My parents gave me a Tiffany money clip in 2000 with my
initials hand engraved in it (be sure to have your initials
hand engraved and not machine engraved). Nine years later,
it is still looking excellent and working well. 

The model I received has a roller incorporated in its design which eliminates the need to bend the clip when using. Tiffany still sells this
money clip today.


----------



## Cowtown (Aug 10, 2006)

I carried a wallet in my back pocket for many years. I received a credit card case several years ago as a Christmas gift. I decided to use that in conjunction with a money clip. I have become a big fan. Much less bulky than a wallet. 

I used an inexpensive leather clip for a while. I decided to purchase a nicer clip from STP and have been very happy.


----------



## Arid (Feb 13, 2007)

+1 for Tiffany money clip.


----------



## Mannix (Nov 24, 2008)

I used a money clip for a while, it drove me nuts because it restricted how much junk I could carry around. I now have moved back into my wallet, and I can carry all the cards and papers I want to. Although, my current wallet is smaller than my previous one so I have scaled down slightly. I've always thought of money clips as, for lack of a better phrase, not elegant in appearance. When you take it out of your pocket your money is all crinkley(sp?) and looks messy. This always used to happen to me, but I'd carry other things in the same pocket, so I'm sure that didn't help any. I think money clips are for the minimalists among us. I, on the other hand, am not one of those people...so it just didn't work out. 

I guess if you want one, I'd go with one from Tiffany's. I like their sterling silver jewelry and accessories.


----------



## Jack1425 (Sep 19, 2008)

Interesting thread, and one upon which I have spent some contemplation. I am looking forward to reading others views. 

Currently my wallet is much too big for either trouser pocket or jacket and this poses obvious issues. I am also searching for a long wallet similar to a checkbook holder in style but not for that purpose. A wallet that would slip nicely into a jacket pocket comfortably. Add to that a quality money clip and the bases are covered..

Good Hunting.. Jack


----------



## At Law (Apr 15, 2008)

Mannix said:


> I used a money clip for a while, it drove me nuts because it restricted how much junk I could carry around. I now have moved back into my wallet, and I can carry all the cards and papers I want to. Although, my current wallet is smaller than my previous one so I have scaled down slightly. I've always thought of money clips as, for lack of a better phrase, not elegant in appearance. When you take it out of your pocket your money is all crinkley(sp?) and looks messy. This always used to happen to me, but I'd carry other things in the same pocket, so I'm sure that didn't help any. I think money clips are for the minimalists among us. I, on the other hand, am not one of those people...so it just didn't work out.
> 
> I guess if you want one, I'd go with one from Tiffany's. I like their sterling silver jewelry and accessories.

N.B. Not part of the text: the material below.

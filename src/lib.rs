pub mod api;
pub mod capture;
pub mod core;
pub mod export;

You must carry a wallet as well as a money clip for all of your
other personal items.
Regarding the bills being wrinkled, you simply iron them before
you put them in your money clip.


----------



## stfu (Apr 30, 2008)

At Law said:


> Regarding the bills being wrinkled, you simply iron them before
> you put them in your money clip.





At Law in another thread said:


> sometimes wear a polo (popped) with two RLP oxfords over it and pop
> the collars on the oxfords.


I gotta say, to both statements, ''Really?".


----------



## At Law (Apr 15, 2008)

Sometimes a little humor never hurts.

I never iron my money--I always send it out.

I frankly do not understand how money gets too wrinkled
to put in your pocket.


----------



## AldenPyle (Oct 8, 2006)

I carry a small wallet and this "Sportsman's Clip."



..and I still usually am holding a half dozen singles (or equivalently, HK$20 notes) in either front pocket.

Its nice to keep a couple of notes there (of appropriate size) but I dont find that it replaces the wallet or really keeps my front pockets any neater.


----------



## Pitt 84 (Feb 22, 2009)

*A clean line*

Gentelmen;

I find carrying a money clip & small card carrier insures I only carry essential items...nothing superfluios. These small items carried in my front pockets don't ruin the line of my trews.

As for wrinkled bills, use Starbucks (or similar) giftcard as a stiffener in the clip.

For dress; Tiffinany clip & Davidoff card carrier...routine wear; stainless steel clip & Tumi card carrier. 

Be seeing you!
Pitt 84


----------



## icky thump (Feb 2, 2008)

TweedyDon said:


> So, I've been contemplating purchasing a money clip for some time, and would like some advice. (I tend to ruminate on possible new acquisitions for a while!) How many of you chaps have them, and how useful are they? What are their advantages and disadvantages compared to wallets? Is there a drawback with essentially having a wad of bills in your pocket, versus having them secured in a wallet? Do money clips bend out of shape after a while? If so, what's their expected shelf life? I'd like something that will last for several years (decades..) if I do take the plunge!
> 
> Finally, any recommended brands?


I carry a Tiffany money clip and thin wallet for basic ID.

In my wallet is a bank card, one credit card, license, registration, train ticket and work ID.

I found that the wallet got too fat when I stuck money in it, as I was usually putting big wads of wrinkled singles in it. If I put the wrinkled ones between my crisp twenties they seem to straighten out during the long periods of time they sit in my pocket.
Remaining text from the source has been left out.